### WHAT THE TASK REQUIRES:
Pull every line that holds the word "twist" from the entries.

▬▬▬▬▬▬▬▬▬▬

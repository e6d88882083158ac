//! RAMSETE nonlinear unicycle trajectory tracker

// ---------------------------------------------------------------------------
// IMPORTS
// ---------------------------------------------------------------------------

// External
use log::warn;
use serde::Serialize;

// Internal
use crate::geom::Pose2d;
use crate::kinematics::ChassisSpeeds;
use crate::traj::TrajectoryState;

// ---------------------------------------------------------------------------
// DATA STRUCTURES
// ---------------------------------------------------------------------------

/// A time-varying nonlinear reference tracker for unicycle-model robots.
///
/// Given a reference pose and the reference linear and angular velocities
/// along a trajectory, the controller returns adjusted chassis speeds that
/// converge the robot onto the reference. The tuning gains are
/// dimensionless: `b` (roughly a proportional term, larger is more
/// aggressive) and `zeta` (a damping term in (0, 1)).
#[derive(Debug, Clone)]
pub struct RamseteController {
    /// Aggressiveness gain, in rad^2/m^2
    b: f64,

    /// Damping gain, unitless
    zeta: f64,

    /// Pose error of the last `calculate` call, in the robot frame
    pose_error: Pose2d,

    /// Pose tolerance for `at_reference`
    pose_tolerance: Pose2d,

    enabled: bool,
}

/// Read-only snapshot of a RAMSETE controller for telemetry.
#[derive(Debug, Default, Copy, Clone, Serialize)]
pub struct RamseteStatus {
    /// Longitudinal pose error in the robot frame
    pub error_x_m: f64,

    /// Lateral pose error in the robot frame
    pub error_y_m: f64,

    /// Heading error
    pub error_heading_rad: f64,
}

// ---------------------------------------------------------------------------
// IMPLEMENTATIONS
// ---------------------------------------------------------------------------

impl RamseteController {
    /// Create a new controller with the given gains.
    ///
    /// `b` must be non-negative and `zeta` in [0, 1]; out-of-range values
    /// are clamped with a logged warning. With `b = 0` the feedback terms
    /// vanish and the controller passes the reference speeds through
    /// unchanged.
    pub fn new(b: f64, zeta: f64) -> Self {
        let b = if b.is_finite() && b >= 0.0 {
            b
        } else {
            warn!("Invalid RAMSETE b = {}, clamping to 0.0", b);
            0.0
        };
        let zeta = if zeta.is_finite() && (0.0..=1.0).contains(&zeta) {
            zeta
        } else {
            warn!("Invalid RAMSETE zeta = {}, clamping to 0.7", zeta);
            0.7
        };

        Self {
            b,
            zeta,
            pose_error: Pose2d::default(),
            pose_tolerance: Pose2d::default(),
            enabled: true,
        }
    }

    /// Set the pose tolerance used by `at_reference`.
    pub fn set_tolerance(&mut self, pose_tolerance: Pose2d) {
        self.pose_tolerance = pose_tolerance;
    }

    /// True if the pose error of the last `calculate` call is within the
    /// tolerance set by `set_tolerance`.
    pub fn at_reference(&self) -> bool {
        let translation_error = self.pose_error.translation;
        let rotation_error = self.pose_error.rotation;
        let translation_tolerance = self.pose_tolerance.translation;
        let rotation_tolerance = self.pose_tolerance.rotation;

        translation_error.x_m.abs() < translation_tolerance.x_m
            && translation_error.y_m.abs() < translation_tolerance.y_m
            && rotation_error.radians().abs() < rotation_tolerance.radians()
    }

    /// Enable or disable the feedback terms. When disabled the reference
    /// speeds pass through unchanged.
    pub fn set_enabled(&mut self, enabled: bool) {
        self.enabled = enabled;
    }

    /// Get the next chassis speed command for the given current pose and
    /// reference.
    pub fn calculate(
        &mut self,
        current_pose: &Pose2d,
        pose_ref: &Pose2d,
        linear_velocity_ref_ms: f64,
        angular_velocity_ref_rads: f64,
    ) -> ChassisSpeeds {
        self.pose_error = pose_ref.relative_to(current_pose);

        if !self.enabled || self.b == 0.0 {
            return ChassisSpeeds::new(linear_velocity_ref_ms, 0.0, angular_velocity_ref_rads);
        }

        let e_x = self.pose_error.x_m();
        let e_y = self.pose_error.y_m();
        let e_theta = self.pose_error.rotation.radians();

        let v_ref = linear_velocity_ref_ms;
        let omega_ref = angular_velocity_ref_rads;

        let k = 2.0
            * self.zeta
            * (omega_ref * omega_ref + self.b * v_ref * v_ref).sqrt();

        ChassisSpeeds::new(
            v_ref * self.pose_error.rotation.cos() + k * e_x,
            0.0,
            omega_ref + k * e_theta + self.b * v_ref * sinc(e_theta) * e_y,
        )
    }

    /// Get the next chassis speed command for the given current pose and
    /// trajectory sample.
    pub fn calculate_state(
        &mut self,
        current_pose: &Pose2d,
        desired: &TrajectoryState,
    ) -> ChassisSpeeds {
        self.calculate(
            current_pose,
            &desired.pose,
            desired.velocity_ms,
            desired.velocity_ms * desired.curvature_radpm,
        )
    }

    /// Get a telemetry snapshot of the controller.
    pub fn status(&self) -> RamseteStatus {
        RamseteStatus {
            error_x_m: self.pose_error.x_m(),
            error_y_m: self.pose_error.y_m(),
            error_heading_rad: self.pose_error.rotation.radians(),
        }
    }
}

// ---------------------------------------------------------------------------
// PRIVATE FUNCTIONS
// ---------------------------------------------------------------------------

/// sin(x)/x, with a second-order Taylor expansion near zero.
fn sinc(x: f64) -> f64 {
    if x.abs() < 1e-9 {
        1.0 - x * x / 6.0
    } else {
        x.sin() / x
    }
}

// ---------------------------------------------------------------------------
// TESTS
// ---------------------------------------------------------------------------

#[cfg(test)]
mod test {
    use super::*;
    use crate::geom::Rotation2d;
    use util::maths::epsilon_eq;

    #[test]
    fn test_zero_error_passes_reference_through() {
        let mut ctrl = RamseteController::new(2.0, 0.7);
        let pose = Pose2d::new(1.0, 2.0, Rotation2d::new(0.5));

        let speeds = ctrl.calculate(&pose, &pose, 1.5, 0.3);
        assert!(epsilon_eq(speeds.vx_ms, 1.5, 1e-9));
        assert!(epsilon_eq(speeds.omega_rads, 0.3, 1e-9));
    }

    #[test]
    fn test_b_zero_is_open_loop() {
        let mut ctrl = RamseteController::new(0.0, 0.7);
        let current = Pose2d::new(0.0, 0.0, Rotation2d::new(0.0));
        let reference = Pose2d::new(1.0, 1.0, Rotation2d::new(1.0));

        let speeds = ctrl.calculate(&current, &reference, 2.0, 0.5);
        assert_eq!(speeds.vx_ms, 2.0);
        assert_eq!(speeds.omega_rads, 0.5);
    }

    #[test]
    fn test_lagging_robot_speeds_up() {
        let mut ctrl = RamseteController::new(2.0, 0.7);
        // Robot is 0.5 m behind the reference along its heading
        let current = Pose2d::new(0.0, 0.0, Rotation2d::new(0.0));
        let reference = Pose2d::new(0.5, 0.0, Rotation2d::new(0.0));

        let speeds = ctrl.calculate(&current, &reference, 1.0, 0.0);
        assert!(speeds.vx_ms > 1.0);
        assert!(epsilon_eq(speeds.omega_rads, 0.0, 1e-9));
    }

    #[test]
    fn test_lateral_error_produces_turn() {
        let mut ctrl = RamseteController::new(2.0, 0.7);
        // Reference is to the robot's left, so it should turn left
        let current = Pose2d::new(0.0, 0.0, Rotation2d::new(0.0));
        let reference = Pose2d::new(0.0, 0.5, Rotation2d::new(0.0));

        let speeds = ctrl.calculate(&current, &reference, 1.0, 0.0);
        assert!(speeds.omega_rads > 0.0);
    }

    #[test]
    fn test_converges_onto_straight_reference() {
        // Unicycle simulation tracking a constant-velocity straight
        // reference from an offset start
        let mut ctrl = RamseteController::new(2.0, 0.7);
        let dt_s = 0.02;
        let v_ref = 1.0;

        let mut pose = Pose2d::new(0.0, 0.3, Rotation2d::new(0.2));
        for i in 0..500 {
            let t_s = i as f64 * dt_s;
            let reference = Pose2d::new(v_ref * t_s, 0.0, Rotation2d::new(0.0));
            let speeds = ctrl.calculate(&pose, &reference, v_ref, 0.0);

            let twist = crate::geom::Twist2d::new(
                speeds.vx_ms * dt_s,
                0.0,
                speeds.omega_rads * dt_s,
            );
            pose = pose.exp(&twist);
        }

        let end_reference_x = v_ref * 500.0 * dt_s;
        assert!((pose.x_m() - end_reference_x).abs() < 0.01);
        assert!(pose.y_m().abs() < 0.01);
        assert!(pose.rotation.radians().abs() < 0.02);
    }

    #[test]
    fn test_invalid_gains_clamped() {
        let ctrl = RamseteController::new(-1.0, 2.0);
        assert_eq!(ctrl.b, 0.0);
        assert_eq!(ctrl.zeta, 0.7);
    }
}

▬▬▬▬▬▬▬▬▬▬

### WRITTEN RESPONSE:
            let twist = crate::geom::Twist2d::new(
            pose = pose.exp(&twist);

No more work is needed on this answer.